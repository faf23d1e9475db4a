//! Parser feedback (warnings, errors, informational notes).
//!
//! Parsing is generous: a bad block or line is skipped and reported, the
//! rest of the project is still read.

use serde::{Deserialize, Serialize};

/// What a feedback record is about.
#[derive(Debug, Clone, Copy, PartialEq, Eq, Serialize, Deserialize)]
#[serde(rename_all = "snake_case")]
pub enum FeedbackCode {
    /// A `<BLOCK` with no matching `>` before end of text.
    BlockUnterminated,
    /// A `>` line with no open block.
    StrayClose,
    /// A region start with no matching end line.
    RegionUnpaired,
    /// A second named start for a region that is still open.
    RegionDuplicate,
    /// No `TEMPO` line; defaults were used.
    MissingTempo,
    /// A numeric field could not be read.
    BadNumber,
    /// The session holds no track with media.
    NoContentFound,
}

/// Feedback from parsing
#[derive(Debug, Clone, PartialEq, Serialize, Deserialize)]
pub struct Feedback {
    pub level: FeedbackLevel,
    pub code: FeedbackCode,
    pub message: String,
    /// 1-based line number, 0 when the issue is not tied to a line.
    pub line: usize,
}

impl Feedback {
    pub fn error(code: FeedbackCode, message: impl Into<String>, line: usize) -> Self {
        Feedback {
            level: FeedbackLevel::Error,
            code,
            message: message.into(),
            line,
        }
    }

    pub fn warning(code: FeedbackCode, message: impl Into<String>, line: usize) -> Self {
        Feedback {
            level: FeedbackLevel::Warning,
            code,
            message: message.into(),
            line,
        }
    }

    pub fn info(code: FeedbackCode, message: impl Into<String>, line: usize) -> Self {
        Feedback {
            level: FeedbackLevel::Info,
            code,
            message: message.into(),
            line,
        }
    }
}

#[derive(Debug, Clone, Copy, PartialEq, Eq, Serialize, Deserialize)]
pub enum FeedbackLevel {
    /// Content was dropped
    Error,
    /// Parsed with assumptions
    Warning,
    /// Nothing lost, worth knowing
    Info,
}

/// Collector for feedback during parsing
#[derive(Debug, Default)]
pub struct FeedbackCollector {
    feedback: Vec<Feedback>,
    current_line: usize,
}

impl FeedbackCollector {
    pub fn new() -> Self {
        FeedbackCollector {
            feedback: Vec::new(),
            current_line: 0,
        }
    }

    pub fn set_line(&mut self, line: usize) {
        self.current_line = line;
    }

    pub fn error(&mut self, code: FeedbackCode, message: impl Into<String>) {
        self.feedback
            .push(Feedback::error(code, message, self.current_line));
    }

    pub fn warning(&mut self, code: FeedbackCode, message: impl Into<String>) {
        self.feedback
            .push(Feedback::warning(code, message, self.current_line));
    }

    pub fn info(&mut self, code: FeedbackCode, message: impl Into<String>) {
        self.feedback
            .push(Feedback::info(code, message, self.current_line));
    }

    /// Append feedback produced elsewhere (e.g. by the chunk splitter).
    pub fn extend(&mut self, feedback: impl IntoIterator<Item = Feedback>) {
        self.feedback.extend(feedback);
    }

    pub fn has_errors(&self) -> bool {
        self.feedback
            .iter()
            .any(|f| f.level == FeedbackLevel::Error)
    }

    pub fn into_feedback(self) -> Vec<Feedback> {
        self.feedback
    }

    pub fn feedback(&self) -> &[Feedback] {
        &self.feedback
    }
}

/// Result of parsing with feedback
#[derive(Debug, Clone, PartialEq, Serialize, Deserialize)]
pub struct ParseResult<T> {
    pub value: T,
    pub feedback: Vec<Feedback>,
}

impl<T> ParseResult<T> {
    pub fn new(value: T, feedback: Vec<Feedback>) -> Self {
        ParseResult { value, feedback }
    }

    pub fn ok(value: T) -> Self {
        ParseResult {
            value,
            feedback: Vec::new(),
        }
    }

    pub fn map<U>(self, f: impl FnOnce(T) -> U) -> ParseResult<U> {
        ParseResult {
            value: f(self.value),
            feedback: self.feedback,
        }
    }

    pub fn has_errors(&self) -> bool {
        self.feedback
            .iter()
            .any(|f| f.level == FeedbackLevel::Error)
    }

    pub fn has_code(&self, code: FeedbackCode) -> bool {
        self.feedback.iter().any(|f| f.code == code)
    }

    pub fn warnings(&self) -> impl Iterator<Item = &Feedback> {
        self.feedback
            .iter()
            .filter(|f| f.level == FeedbackLevel::Warning)
    }

    pub fn errors(&self) -> impl Iterator<Item = &Feedback> {
        self.feedback
            .iter()
            .filter(|f| f.level == FeedbackLevel::Error)
    }
}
————
**ASSIGNED TASK:** Return, word for word, the lines of the data above from the line with "pub struct FeedbackCollector" through the line with "pub fn error(&mut", inclusive.

**THE ANSWER:**
pub struct FeedbackCollector {
    feedback: Vec<Feedback>,
    current_line: usize,
}

impl FeedbackCollector {
    pub fn new() -> Self {
        FeedbackCollector {
            feedback: Vec::new(),
            current_line: 0,
        }
    }

    pub fn set_line(&mut self, line: usize) {
        self.current_line = line;
    }

    pub fn error(&mut self, code: FeedbackCode, message: impl Into<String>) {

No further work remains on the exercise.